(File photo.) |
by Louis B. Shalako
On May 8, 2009 I learned a sharp lesson in humility. Setting out twenty minutes before twelve p.m. on a mild and sunny spring day, I pedaled my over-sized mountain bike out of the city. I followed Sarnia’s Howard Watson Trail, heading north and then east in the direction of Bright’s Grove and ultimately Camlachie, a small, rural, beach-front community at the south end of Lake Huron.
If it got too much for me I could turn around and go back. Within an hour and a half I was turning up the driveway. I had promised someone that I would come out and look at a small basement renovation he had on the go. We sat outside on the patio and had a Coke, and a cigarette. After an hour or so it was time to go.
The trip is about twenty-three kilometres each way. After two kilometres of pedaling homewards, I was in trouble. Deep trouble. I had no energy, and worse, the pain was burning in the large muscles of my upper thighs. My heart was okay, but it simply wouldn’t go any faster. I could feel all of my torso moist and wet with sweat, and my lungs didn’t seem to be providing enough oxygen. I kept slowing down, and cursed the developing blue band of low rain clouds on the horizon. The wind was straight in my face and gusting, but blowing at an average speed of about thirty kilometres an hour. My wrists hurt, my elbows hurt, my shoulders hurt…the trail is nothing if not level, yet even the gentlest incline seemed beyond me.
And I still had twenty-one kilometres to go. You could say I learned a little bit about suffering out there. The temperature had fallen to twelve or fourteen degrees Celsius, just enough to make the sweat uncomfortably cold. My legs burned with pain all the way home, all of it self-inflicted. The trip took about one hour and forty-two minutes.
I must have gotten off the bike a dozen times, I was so tired I couldn’t ride it. I’d walk a hundred metres while my heart slowed down, and my breath caught up to me. But as soon as I got on again, it only took fifty or a hundred metres for my energy to burn out again. I'm lucky my friend filled up my one-litre water bottle for me. The amazing thing is that I managed to average a whopping thirteen kilometres an hour, or about eight miles an hour. Twice walking speed. God, I thought I would never get home.
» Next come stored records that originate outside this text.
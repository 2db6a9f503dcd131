//!
//! Gradients in the soft-max parameterization
//!
//! Each row of T and E is written as `p_ij = exp(theta_ij) / sum_k exp(theta_ik)`
//! over its nonzero entries, so an unconstrained step in `theta` keeps every
//! row stochastic and every structural zero at zero. For expected counts `c`
//! of some log-probability,
//!
//! ```text
//! d / d theta_ij = c_ij - p_ij sum_k c_ik
//! ```
//!
use super::task::Targets;
use crate::hmm::{Counts, Model, START_STATE};
use crate::matrix::{normalize_row, scalar_product, Matrix};
use ndarray::{Array2, ArrayViewMut1, Zip};

#[derive(Clone, Debug, PartialEq)]
pub struct Gradient {
    pub transition: Matrix,
    pub emission: Matrix,
}

fn softmax_rows(counts: &Matrix, probs: &Matrix) -> Matrix {
    let mut g = counts.clone();
    for (mut row, p) in g.rows_mut().into_iter().zip(probs.rows()) {
        let total = row.sum();
        Zip::from(&mut row).and(&p).for_each(|x, &p| {
            *x = if p > 0.0 { *x - p * total } else { 0.0 };
        });
    }
    g
}

impl Gradient {
    pub fn zeros(model: &Model) -> Self {
        Gradient {
            transition: Array2::zeros(model.transition().dim()),
            emission: Array2::zeros(model.emission().dim()),
        }
    }
    ///
    /// Gradient of a function whose derivative with respect to every
    /// log-probability is given by (signed, weighted) expected counts
    ///
    pub fn from_counts(model: &Model, counts: &Counts) -> Self {
        let mut emission = softmax_rows(&counts.emission, model.emission());
        emission.row_mut(START_STATE).fill(0.0);
        Gradient {
            transition: softmax_rows(&counts.transition, model.transition()),
            emission,
        }
    }
    ///
    /// zero every row outside the targets
    ///
    pub fn masked(mut self, targets: &Targets) -> Self {
        for (i, mut row) in self.transition.rows_mut().into_iter().enumerate() {
            if !targets.transition.contains(i) {
                row.fill(0.0);
            }
        }
        for (i, mut row) in self.emission.rows_mut().into_iter().enumerate() {
            if !targets.emission.contains(i) {
                row.fill(0.0);
            }
        }
        self
    }
    pub fn dot(&self, other: &Gradient) -> f64 {
        scalar_product(&self.transition, &other.transition)
            + scalar_product(&self.emission, &other.emission)
    }
    pub fn norm(&self) -> f64 {
        self.dot(self).sqrt()
    }
    ///
    /// `self += w * other`
    ///
    pub fn add_scaled(&mut self, other: &Gradient, w: f64) {
        self.transition.scaled_add(w, &other.transition);
        self.emission.scaled_add(w, &other.emission);
    }
    pub fn scaled(&self, w: f64) -> Gradient {
        Gradient {
            transition: &self.transition * w,
            emission: &self.emission * w,
        }
    }
}

///
/// `p_j <- p_j exp(alpha d_j)` on the nonzero entries, renormalized.
/// Rows without a direction are left as they are.
///
fn step_row(mut row: ArrayViewMut1<f64>, direction: ndarray::ArrayView1<f64>, alpha: f64) {
    if direction.iter().all(|&d| d == 0.0) {
        return;
    }
    let shift = row
        .iter()
        .zip(direction.iter())
        .filter(|&(&p, _)| p > 0.0)
        .map(|(_, &d)| alpha * d)
        .fold(f64::NEG_INFINITY, f64::max);
    Zip::from(&mut row).and(&direction).for_each(|p, &d| {
        if *p > 0.0 {
            *p *= (alpha * d - shift).exp();
        }
    });
    normalize_row(row);
}

impl Model {
    ///
    /// Copy of the model moved by `alpha * direction` in the soft-max parameters
    ///
    pub fn apply_step(&self, direction: &Gradient, alpha: f64) -> Model {
        let mut model = self.clone();
        for (row, d) in model
            .transition
            .rows_mut()
            .into_iter()
            .zip(direction.transition.rows())
        {
            step_row(row, d, alpha);
        }
        for (row, d) in model
            .emission
            .rows_mut()
            .into_iter()
            .zip(direction.emission.rows())
        {
            step_row(row, d, alpha);
        }
        model.finalize();
        model
    }
}

#[cfg(test)]
mod tests {
    use super::*;
    use crate::hmm::model::tests::mock_model;
    use crate::hmm::BG_STATE;
    use crate::random_seq::generate;

    #[test]
    fn rows_sum_to_zero() {
        let model = mock_model();
        let counts = model.expected_counts(&generate(50, 3));
        let g = Gradient::from_counts(&model, &counts);
        for row in g.transition.rows().into_iter().chain(g.emission.rows()) {
            assert_abs_diff_eq!(row.sum(), 0.0, epsilon = 1e-9);
        }
        // structural zeros have no gradient
        assert_eq!(g.transition[[2, 4]], 0.0);
    }

    #[test]
    fn likelihood_gradient_matches_finite_difference() {
        let model = mock_model();
        let seq = generate(60, 5);
        let g = Gradient::from_counts(&model, &model.expected_counts(&seq));
        let h = 1e-5;
        let f = |alpha: f64| model.apply_step(&g, alpha).log_likelihood(&seq);
        let numeric = (f(h) - f(-h)) / (2.0 * h);
        assert_relative_eq!(numeric, g.dot(&g), max_relative = 1e-4);
    }

    #[test]
    fn step_keeps_rows_stochastic() {
        let model = mock_model();
        let counts = model.expected_counts(&generate(50, 4));
        let mut targets = Targets::empty(model.n_states());
        targets.add_background();
        let g = Gradient::from_counts(&model, &counts).masked(&targets);
        assert!(g.emission.row(2).iter().all(|&x| x == 0.0));
        let moved = model.apply_step(&g, 1e3);
        assert!(moved.check_consistency(1e-9));
        assert_eq!(moved.emission().row(2), model.emission().row(2));
        assert_ne!(moved.emission().row(BG_STATE), model.emission().row(BG_STATE));
        assert_eq!(moved.transition()[[2, 4]], 0.0);
    }

    #[test]
    fn algebra() {
        let model = mock_model();
        let g = Gradient::from_counts(&model, &model.expected_counts(&generate(20, 1)));
        let mut h = g.scaled(2.0);
        assert_abs_diff_eq!(h.norm(), 2.0 * g.norm(), epsilon = 1e-12);
        h.add_scaled(&g, -2.0);
        assert_abs_diff_eq!(h.norm(), 0.0, epsilon = 1e-12);
    }
}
That last kilometre, I walked at least half of the way. It was a kind of death-march, out there. Yet I managed to ride up my own street, and put the bike away, et cetera. There was one cold beer in the fridge, in answer to all my prayers.
I learned a few lessons out there. I have more grit and determination than I often give myself credit for. I guess you could say that the margin between victory and defeat can be razor thin—although I was competing against my own stupidity. On any given day, the winners probably hurt more than the losers. The winners were the ones who dug deep, and scraped the bottom of that barrel until they came up with some spongy and discoloured oak shavings, making fuel for further efforts.
I was totally unprepared. A month of proper training might have helped. That was an Olympian ride, for me. I was walking funny for about a week. The pain and stiffness eventually went away. I can’t remember the last time I really hit the wall. It is a profound learning experience, one I won’t forget any time soon. There was just no way I was going to lay down beside the trail and patiently await rescue by passers-by. There was no way I was going to walk up to someone’s door and ask to use the phone. I just couldn’t allow myself to be humiliated like that.
Ego is not necessarily an unhealthy thing. It was my ego that wouldn’t let me quit. But that day, my ego wrote a check that just barely cleared.